To do:
Count how many lines below include the string "format", and give that number without anything else.

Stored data
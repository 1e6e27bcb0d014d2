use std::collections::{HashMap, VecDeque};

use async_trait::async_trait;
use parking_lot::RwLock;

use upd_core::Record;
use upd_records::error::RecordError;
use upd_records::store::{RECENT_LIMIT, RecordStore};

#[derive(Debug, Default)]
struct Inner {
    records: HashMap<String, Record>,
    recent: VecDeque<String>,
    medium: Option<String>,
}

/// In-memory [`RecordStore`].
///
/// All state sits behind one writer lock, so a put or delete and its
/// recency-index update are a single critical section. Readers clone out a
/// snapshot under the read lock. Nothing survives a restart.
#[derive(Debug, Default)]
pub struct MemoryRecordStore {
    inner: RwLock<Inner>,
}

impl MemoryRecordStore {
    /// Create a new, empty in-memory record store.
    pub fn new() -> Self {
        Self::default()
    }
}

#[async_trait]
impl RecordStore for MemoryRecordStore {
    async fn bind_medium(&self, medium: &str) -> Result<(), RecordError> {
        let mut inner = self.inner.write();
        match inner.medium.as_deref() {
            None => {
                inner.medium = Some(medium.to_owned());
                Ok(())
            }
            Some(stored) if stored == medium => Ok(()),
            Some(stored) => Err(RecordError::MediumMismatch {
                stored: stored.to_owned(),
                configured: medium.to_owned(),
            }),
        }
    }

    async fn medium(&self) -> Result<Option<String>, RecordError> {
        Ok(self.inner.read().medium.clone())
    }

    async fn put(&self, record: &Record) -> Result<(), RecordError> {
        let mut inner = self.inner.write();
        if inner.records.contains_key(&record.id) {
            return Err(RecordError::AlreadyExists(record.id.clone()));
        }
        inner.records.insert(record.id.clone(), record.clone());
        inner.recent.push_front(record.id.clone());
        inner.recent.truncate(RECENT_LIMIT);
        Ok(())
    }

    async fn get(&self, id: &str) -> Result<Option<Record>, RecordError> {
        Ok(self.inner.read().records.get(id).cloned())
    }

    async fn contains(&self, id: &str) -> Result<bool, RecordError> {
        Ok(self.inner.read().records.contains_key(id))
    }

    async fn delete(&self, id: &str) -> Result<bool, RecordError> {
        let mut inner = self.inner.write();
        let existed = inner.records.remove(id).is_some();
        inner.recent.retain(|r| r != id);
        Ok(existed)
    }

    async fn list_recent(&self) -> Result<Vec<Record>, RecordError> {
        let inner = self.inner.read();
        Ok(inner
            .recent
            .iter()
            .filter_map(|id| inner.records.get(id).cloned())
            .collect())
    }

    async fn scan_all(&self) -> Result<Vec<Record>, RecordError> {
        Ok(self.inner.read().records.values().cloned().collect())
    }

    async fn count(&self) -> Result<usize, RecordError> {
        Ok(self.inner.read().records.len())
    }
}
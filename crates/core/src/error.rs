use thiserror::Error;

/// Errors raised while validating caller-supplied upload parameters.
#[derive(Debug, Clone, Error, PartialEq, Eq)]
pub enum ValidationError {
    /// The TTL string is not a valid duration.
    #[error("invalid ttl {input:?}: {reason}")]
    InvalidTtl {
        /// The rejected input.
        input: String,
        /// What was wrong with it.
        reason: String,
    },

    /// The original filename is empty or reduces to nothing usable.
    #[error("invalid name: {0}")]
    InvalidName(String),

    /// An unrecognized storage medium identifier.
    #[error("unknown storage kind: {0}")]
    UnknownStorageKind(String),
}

--

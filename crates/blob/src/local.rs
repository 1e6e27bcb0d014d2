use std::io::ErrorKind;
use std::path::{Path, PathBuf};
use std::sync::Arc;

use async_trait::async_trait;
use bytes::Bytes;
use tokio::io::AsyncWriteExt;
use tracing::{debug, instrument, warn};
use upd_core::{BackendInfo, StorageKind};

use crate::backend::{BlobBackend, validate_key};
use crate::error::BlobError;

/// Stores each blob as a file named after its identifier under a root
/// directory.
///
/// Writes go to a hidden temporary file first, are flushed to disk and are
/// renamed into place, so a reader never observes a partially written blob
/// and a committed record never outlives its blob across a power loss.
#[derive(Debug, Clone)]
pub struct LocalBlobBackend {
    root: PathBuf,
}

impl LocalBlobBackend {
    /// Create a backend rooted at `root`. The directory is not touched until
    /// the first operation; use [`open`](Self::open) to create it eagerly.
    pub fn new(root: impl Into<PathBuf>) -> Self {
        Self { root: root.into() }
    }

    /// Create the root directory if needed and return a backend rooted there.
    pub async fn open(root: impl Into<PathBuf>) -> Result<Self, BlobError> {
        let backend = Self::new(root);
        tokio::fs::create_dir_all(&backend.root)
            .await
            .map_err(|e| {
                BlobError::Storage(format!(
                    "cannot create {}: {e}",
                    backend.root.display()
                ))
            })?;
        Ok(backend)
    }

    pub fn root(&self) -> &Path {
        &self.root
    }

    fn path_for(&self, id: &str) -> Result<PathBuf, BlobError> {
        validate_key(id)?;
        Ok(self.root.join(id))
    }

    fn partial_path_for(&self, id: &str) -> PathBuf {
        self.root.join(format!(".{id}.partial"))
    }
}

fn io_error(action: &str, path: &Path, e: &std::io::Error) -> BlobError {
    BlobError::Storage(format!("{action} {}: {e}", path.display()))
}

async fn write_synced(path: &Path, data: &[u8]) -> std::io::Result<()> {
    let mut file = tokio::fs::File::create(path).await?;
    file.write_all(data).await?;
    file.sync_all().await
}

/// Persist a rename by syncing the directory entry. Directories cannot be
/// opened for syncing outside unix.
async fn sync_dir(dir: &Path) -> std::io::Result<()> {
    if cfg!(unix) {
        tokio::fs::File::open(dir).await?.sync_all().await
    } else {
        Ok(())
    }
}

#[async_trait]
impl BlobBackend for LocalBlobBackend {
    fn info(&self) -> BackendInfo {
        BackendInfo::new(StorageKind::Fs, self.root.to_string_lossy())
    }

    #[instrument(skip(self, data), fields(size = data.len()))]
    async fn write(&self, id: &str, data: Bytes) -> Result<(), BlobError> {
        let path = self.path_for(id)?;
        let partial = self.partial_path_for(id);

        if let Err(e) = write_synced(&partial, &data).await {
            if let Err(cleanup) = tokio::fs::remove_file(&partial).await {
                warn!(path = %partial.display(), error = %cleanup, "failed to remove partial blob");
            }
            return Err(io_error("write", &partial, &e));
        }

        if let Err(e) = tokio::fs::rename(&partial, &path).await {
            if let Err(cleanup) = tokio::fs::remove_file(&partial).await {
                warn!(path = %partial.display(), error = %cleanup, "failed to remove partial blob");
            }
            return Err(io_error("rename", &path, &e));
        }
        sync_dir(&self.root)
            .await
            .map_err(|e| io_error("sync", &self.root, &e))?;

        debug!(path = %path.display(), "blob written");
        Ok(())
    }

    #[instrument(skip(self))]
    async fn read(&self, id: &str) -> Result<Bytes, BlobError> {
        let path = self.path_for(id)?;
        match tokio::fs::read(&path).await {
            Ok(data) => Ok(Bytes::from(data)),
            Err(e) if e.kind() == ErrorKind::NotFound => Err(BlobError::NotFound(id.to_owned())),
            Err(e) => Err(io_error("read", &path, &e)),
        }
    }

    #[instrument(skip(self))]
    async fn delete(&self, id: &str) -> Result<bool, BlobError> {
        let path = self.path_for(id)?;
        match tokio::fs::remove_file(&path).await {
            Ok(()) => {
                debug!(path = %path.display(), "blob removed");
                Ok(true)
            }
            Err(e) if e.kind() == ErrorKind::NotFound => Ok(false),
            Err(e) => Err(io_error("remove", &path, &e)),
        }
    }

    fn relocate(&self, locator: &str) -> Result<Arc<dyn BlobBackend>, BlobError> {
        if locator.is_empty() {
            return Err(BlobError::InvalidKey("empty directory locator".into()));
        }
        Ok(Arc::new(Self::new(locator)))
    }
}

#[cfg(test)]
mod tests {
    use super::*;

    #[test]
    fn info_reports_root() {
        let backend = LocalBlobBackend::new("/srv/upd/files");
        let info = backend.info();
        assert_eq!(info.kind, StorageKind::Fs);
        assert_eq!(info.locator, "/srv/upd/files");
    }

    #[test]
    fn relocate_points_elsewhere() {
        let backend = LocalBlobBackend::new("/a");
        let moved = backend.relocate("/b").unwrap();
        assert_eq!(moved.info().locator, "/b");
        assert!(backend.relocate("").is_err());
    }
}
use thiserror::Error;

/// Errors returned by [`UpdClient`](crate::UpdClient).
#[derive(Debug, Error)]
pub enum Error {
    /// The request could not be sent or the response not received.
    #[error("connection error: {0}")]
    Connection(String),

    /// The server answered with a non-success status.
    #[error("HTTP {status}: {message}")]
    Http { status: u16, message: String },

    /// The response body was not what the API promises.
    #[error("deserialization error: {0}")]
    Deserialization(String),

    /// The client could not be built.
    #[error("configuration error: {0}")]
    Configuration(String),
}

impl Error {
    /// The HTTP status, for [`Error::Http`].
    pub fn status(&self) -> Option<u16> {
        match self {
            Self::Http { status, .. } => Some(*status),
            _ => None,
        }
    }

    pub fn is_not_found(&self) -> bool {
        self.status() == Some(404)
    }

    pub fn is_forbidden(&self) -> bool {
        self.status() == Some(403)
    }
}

Response for this exercise:
3